About this audiobook
David Copperfield, roman semi‑autobiographique de Charles Dickens, parut d'abord en feuilleton entre 1849 et 1850, l'édition en volume suivant en 1850. Dickens, né en 1812, écrivit pendant l'expansion industrielle rapide de la Grande‑Bretagne et la première réponse victorienne à la crise sociale — maisons de travail, pauvreté urbaine et réformes. Écrit en anglais et accessible à un large public, le texte est néanmoins riche en ironie, en sentiment et en observation sociale ; sa publication en feuilleton dans Household Words et All the Year Round l'inscrit dans la culture périodique du xixe siècle où la fiction servait à la fois de débat public et de divertissement.
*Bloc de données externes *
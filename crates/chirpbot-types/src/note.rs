//! Remote entities as delivered by the social network's API and stream.
//!
//! Field names follow the remote JSON (camelCase). Only the fields the
//! router and modules use are modelled; unknown fields are ignored.

use chrono::{DateTime, Utc};
use serde::{Deserialize, Serialize};

/// A remote account.
#[derive(Debug, Clone, PartialEq, Serialize, Deserialize)]
#[serde(rename_all = "camelCase")]
pub struct User {
    pub id: String,
    pub username: String,
    /// `None` for accounts on the agent's own instance.
    #[serde(default)]
    pub host: Option<String>,
    #[serde(default)]
    pub name: Option<String>,
    /// Flagged as an automated account.
    #[serde(default)]
    pub is_bot: bool,
}

impl User {
    /// `@username` or `@username@host` for remote users.
    pub fn acct(&self) -> String {
        match &self.host {
            Some(host) => format!("@{}@{}", self.username, host),
            None => format!("@{}", self.username),
        }
    }
}

/// A file stored in the remote drive.
#[derive(Debug, Clone, PartialEq, Serialize, Deserialize)]
#[serde(rename_all = "camelCase")]
pub struct DriveFile {
    pub id: String,
    pub name: String,
    #[serde(default)]
    pub url: Option<String>,
    #[serde(rename = "type", default)]
    pub content_type: Option<String>,
}

/// A public post.
#[derive(Debug, Clone, PartialEq, Serialize, Deserialize)]
#[serde(rename_all = "camelCase")]
pub struct Note {
    pub id: String,
    #[serde(default)]
    pub created_at: Option<DateTime<Utc>>,
    pub user_id: String,
    pub user: User,
    /// May be absent even when the note has text; re-fetch before trusting it.
    #[serde(default)]
    pub text: Option<String>,
    #[serde(default)]
    pub reply_id: Option<String>,
    #[serde(default)]
    pub renote_id: Option<String>,
    #[serde(default)]
    pub files: Vec<DriveFile>,
    #[serde(default)]
    pub visibility: Option<String>,
}

/// A direct (messaging) message.
#[derive(Debug, Clone, PartialEq, Serialize, Deserialize)]
#[serde(rename_all = "camelCase")]
pub struct DirectMessage {
    pub id: String,
    #[serde(default)]
    pub created_at: Option<DateTime<Utc>>,
    pub user_id: String,
    pub user: User,
    #[serde(default)]
    pub text: Option<String>,
    #[serde(default)]
    pub file: Option<DriveFile>,
}

/// Notification kinds the agent reacts to; everything else is `Other`.
#[derive(Debug, Clone, PartialEq, Eq, Serialize, Deserialize)]
#[serde(rename_all = "camelCase")]
pub enum NotificationKind {
    Reaction,
    Follow,
    Mention,
    Reply,
    Renote,
    Quote,
    #[serde(other)]
    Other,
}

/// An account notification.
#[derive(Debug, Clone, PartialEq, Serialize, Deserialize)]
#[serde(rename_all = "camelCase")]
pub struct Notification {
    pub id: String,
    #[serde(rename = "type")]
    pub kind: NotificationKind,
    #[serde(default)]
    pub user: Option<User>,
    #[serde(default)]
    pub reaction: Option<String>,
    #[serde(default)]
    pub note: Option<Note>,
}

/// One event from the main stream channel.
#[derive(Debug, Clone, PartialEq)]
pub enum StreamEvent {
    Mention(Note),
    Reply(Note),
    Renote(Note),
    DirectMessage(DirectMessage),
    Notification(Notification),
}

impl StreamEvent {
    /// Short label for logging.
    pub fn kind(&self) -> &'static str {
        match self {
            StreamEvent::Mention(_) => "mention",
            StreamEvent::Reply(_) => "reply",
            StreamEvent::Renote(_) => "renote",
            StreamEvent::DirectMessage(_) => "direct-message",
            StreamEvent::Notification(_) => "notification",
        }
    }
}

/// Parameters for creating a note.
#[derive(Debug, Clone, Default, PartialEq, Serialize)]
#[serde(rename_all = "camelCase")]
pub struct NewNote {
    #[serde(skip_serializing_if = "Option::is_none")]
    pub text: Option<String>,
    #[serde(skip_serializing_if = "Option::is_none")]
    pub reply_id: Option<String>,
    #[serde(skip_serializing_if = "Option::is_none")]
    pub visibility: Option<String>,
    #[serde(skip_serializing_if = "Vec::is_empty")]
    pub file_ids: Vec<String>,
}
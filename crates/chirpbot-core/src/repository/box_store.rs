//! BoxStore -- object-safe dynamic dispatch wrapper for [`Store`].
//!
//! Same blanket-impl pattern as the social API wrapper:
//! 1. Define an object-safe `StoreDyn` trait with boxed futures
//! 2. Blanket-impl `StoreDyn` for all `T: Store`
//! 3. `BoxStore` wraps `Arc<dyn StoreDyn>` and delegates

use std::future::Future;
use std::pin::Pin;
use std::sync::Arc;

use chirpbot_types::context::{ContextTarget, ConversationContext};
use chirpbot_types::error::RepositoryError;
use chirpbot_types::friend::AffinityRecord;
use chirpbot_types::meta::ProcessMeta;
use chirpbot_types::note::User;
use chirpbot_types::timer::DeferredCallback;
use uuid::Uuid;

use super::Store;

type BoxFut<'a, T> = Pin<Box<dyn Future<Output = Result<T, RepositoryError>> + Send + 'a>>;

/// Object-safe version of [`Store`] with boxed futures.
///
/// This trait exists solely to enable dynamic dispatch (`dyn StoreDyn`).
/// A blanket implementation is provided for all types implementing `Store`.
pub trait StoreDyn: Send + Sync {
    fn insert_context_boxed<'a>(&'a self, context: &'a ConversationContext) -> BoxFut<'a, ()>;
    fn find_context_boxed<'a>(
        &'a self,
        target: &'a ContextTarget,
    ) -> BoxFut<'a, Option<ConversationContext>>;
    fn remove_contexts_boxed<'a>(&'a self, module: &'a str, key: Option<&'a str>)
    -> BoxFut<'a, u64>;
    fn list_contexts_boxed(&self) -> BoxFut<'_, Vec<ConversationContext>>;

    fn insert_timer_boxed<'a>(&'a self, timer: &'a DeferredCallback) -> BoxFut<'a, ()>;
    fn list_timers_boxed(&self) -> BoxFut<'_, Vec<DeferredCallback>>;
    fn take_timer_boxed<'a>(&'a self, id: &'a Uuid) -> BoxFut<'a, bool>;

    fn find_friend_boxed<'a>(&'a self, user_id: &'a str) -> BoxFut<'a, Option<AffinityRecord>>;
    fn add_affinity_boxed<'a>(
        &'a self,
        user_id: &'a str,
        user: Option<&'a User>,
        amount: f64,
    ) -> BoxFut<'a, AffinityRecord>;
    fn list_friends_boxed(&self) -> BoxFut<'_, Vec<AffinityRecord>>;

    fn load_meta_boxed(&self) -> BoxFut<'_, Option<ProcessMeta>>;
    fn save_meta_boxed<'a>(&'a self, meta: &'a ProcessMeta) -> BoxFut<'a, ()>;

    fn get_module_data_boxed<'a>(
        &'a self,
        module: &'a str,
        key: &'a str,
    ) -> BoxFut<'a, Option<serde_json::Value>>;
    fn set_module_data_boxed<'a>(
        &'a self,
        module: &'a str,
        key: &'a str,
        value: &'a serde_json::Value,
    ) -> BoxFut<'a, ()>;
    fn delete_module_data_boxed<'a>(&'a self, module: &'a str, key: &'a str) -> BoxFut<'a, ()>;
    fn list_module_keys_boxed<'a>(&'a self, module: &'a str) -> BoxFut<'a, Vec<String>>;
}

/// Blanket implementation: any `Store` automatically implements `StoreDyn`.
impl<T: Store> StoreDyn for T {
    fn insert_context_boxed<'a>(&'a self, context: &'a ConversationContext) -> BoxFut<'a, ()> {
        Box::pin(self.insert_context(context))
    }

    fn find_context_boxed<'a>(
        &'a self,
        target: &'a ContextTarget,
    ) -> BoxFut<'a, Option<ConversationContext>> {
        Box::pin(self.find_context(target))
    }

    fn remove_contexts_boxed<'a>(
        &'a self,
        module: &'a str,
        key: Option<&'a str>,
    ) -> BoxFut<'a, u64> {
        Box::pin(self.remove_contexts(module, key))
    }

    fn list_contexts_boxed(&self) -> BoxFut<'_, Vec<ConversationContext>> {
        Box::pin(self.list_contexts())
    }

    fn insert_timer_boxed<'a>(&'a self, timer: &'a DeferredCallback) -> BoxFut<'a, ()> {
        Box::pin(self.insert_timer(timer))
    }

    fn list_timers_boxed(&self) -> BoxFut<'_, Vec<DeferredCallback>> {
        Box::pin(self.list_timers())
    }

    fn take_timer_boxed<'a>(&'a self, id: &'a Uuid) -> BoxFut<'a, bool> {
        Box::pin(self.take_timer(id))
    }

    fn find_friend_boxed<'a>(&'a self, user_id: &'a str) -> BoxFut<'a, Option<AffinityRecord>> {
        Box::pin(self.find_friend(user_id))
    }

    fn add_affinity_boxed<'a>(
        &'a self,
        user_id: &'a str,
        user: Option<&'a User>,
        amount: f64,
    ) -> BoxFut<'a, AffinityRecord> {
        Box::pin(self.add_affinity(user_id, user, amount))
    }

    fn list_friends_boxed(&self) -> BoxFut<'_, Vec<AffinityRecord>> {
        Box::pin(self.list_friends())
    }

    fn load_meta_boxed(&self) -> BoxFut<'_, Option<ProcessMeta>> {
        Box::pin(self.load_meta())
    }

    fn save_meta_boxed<'a>(&'a self, meta: &'a ProcessMeta) -> BoxFut<'a, ()> {
        Box::pin(self.save_meta(meta))
    }

    fn get_module_data_boxed<'a>(
        &'a self,
        module: &'a str,
        key: &'a str,
    ) -> BoxFut<'a, Option<serde_json::Value>> {
        Box::pin(self.get_module_data(module, key))
    }

    fn set_module_data_boxed<'a>(
        &'a self,
        module: &'a str,
        key: &'a str,
        value: &'a serde_json::Value,
    ) -> BoxFut<'a, ()> {
        Box::pin(self.set_module_data(module, key, value))
    }

    fn delete_module_data_boxed<'a>(&'a self, module: &'a str, key: &'a str) -> BoxFut<'a, ()> {
        Box::pin(self.delete_module_data(module, key))
    }

    fn list_module_keys_boxed<'a>(&'a self, module: &'a str) -> BoxFut<'a, Vec<String>> {
        Box::pin(self.list_module_keys(module))
    }
}

/// Type-erased store shared by the router, the sweeper, the heartbeat and
/// every module handle.
///
/// Since the repository traits use RPITIT, they cannot be used as trait
/// objects directly. `BoxStore` provides equivalent methods that delegate to
/// the inner `StoreDyn` trait object. Cloning shares the same store.
#[derive(Clone)]
pub struct BoxStore {
    inner: Arc<dyn StoreDyn>,
}

impl BoxStore {
    /// Wrap a concrete `Store` in a type-erased handle.
    pub fn new<T: Store + 'static>(store: T) -> Self {
        Self {
            inner: Arc::new(store),
        }
    }

    pub async fn insert_context(&self, context: &ConversationContext) -> Result<(), RepositoryError> {
        self.inner.insert_context_boxed(context).await
    }

    pub async fn find_context(
        &self,
        target: &ContextTarget,
    ) -> Result<Option<ConversationContext>, RepositoryError> {
        self.inner.find_context_boxed(target).await
    }

    pub async fn remove_contexts(
        &self,
        module: &str,
        key: Option<&str>,
    ) -> Result<u64, RepositoryError> {
        self.inner.remove_contexts_boxed(module, key).await
    }

    pub async fn list_contexts(&self) -> Result<Vec<ConversationContext>, RepositoryError> {
        self.inner.list_contexts_boxed().await
    }

    pub async fn insert_timer(&self, timer: &DeferredCallback) -> Result<(), RepositoryError> {
        self.inner.insert_timer_boxed(timer).await
    }

    pub async fn list_timers(&self) -> Result<Vec<DeferredCallback>, RepositoryError> {
        self.inner.list_timers_boxed().await
    }

    pub async fn take_timer(&self, id: &Uuid) -> Result<bool, RepositoryError> {
        self.inner.take_timer_boxed(id).await
    }

    pub async fn find_friend(&self, user_id: &str) -> Result<Option<AffinityRecord>, RepositoryError> {
        self.inner.find_friend_boxed(user_id).await
    }

    pub async fn add_affinity(
        &self,
        user_id: &str,
        user: Option<&User>,
        amount: f64,
    ) -> Result<AffinityRecord, RepositoryError> {
        self.inner.add_affinity_boxed(user_id, user, amount).await
    }

    pub async fn list_friends(&self) -> Result<Vec<AffinityRecord>, RepositoryError> {
        self.inner.list_friends_boxed().await
    }

    pub async fn load_meta(&self) -> Result<Option<ProcessMeta>, RepositoryError> {
        self.inner.load_meta_boxed().await
    }

    pub async fn save_meta(&self, meta: &ProcessMeta) -> Result<(), RepositoryError> {
        self.inner.save_meta_boxed(meta).await
    }

    pub async fn get_module_data(
        &self,
        module: &str,
        key: &str,
    ) -> Result<Option<serde_json::Value>, RepositoryError> {
        self.inner.get_module_data_boxed(module, key).await
    }

    pub async fn set_module_data(
        &self,
        module: &str,
        key: &str,
        value: &serde_json::Value,
    ) -> Result<(), RepositoryError> {
        self.inner.set_module_data_boxed(module, key, value).await
    }

    pub async fn delete_module_data(&self, module: &str, key: &str) -> Result<(), RepositoryError> {
        self.inner.delete_module_data_boxed(module, key).await
    }

    pub async fn list_module_keys(&self, module: &str) -> Result<Vec<String>, RepositoryError> {
        self.inner.list_module_keys_boxed(module).await
    }
}

impl std::fmt::Debug for BoxStore {
    fn fmt(&self, f: &mut std::fmt::Formatter<'_>) -> std::fmt::Result {
        f.debug_struct("BoxStore").finish_non_exhaustive()
    }
}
L'ouverture instaure un narrateur autoréflexif qui promet de retracer sa vie, mêlant autobiographie intime et commentaire social : une naissance un vendredi soir, l'ombre d'un père mort, l'intervention de Miss Betsey Trotwood et la négociation continue des classes, des liens familiaux et de la fortune. Cette confluence de mémoire et d'enjeux sociaux inscrit le roman dans la tradition du roman d'apprentissage et du réalisme réformateur qui allait marquer la carrière de Dickens et le roman anglais au sens large. Les digressions ludiques de l'extrait sur la superstition, la mise aux enchères du "caul" et les freux annoncent l'oscillation tonale entre tragédie et farce qui caractérise le monde londonien de Dickens.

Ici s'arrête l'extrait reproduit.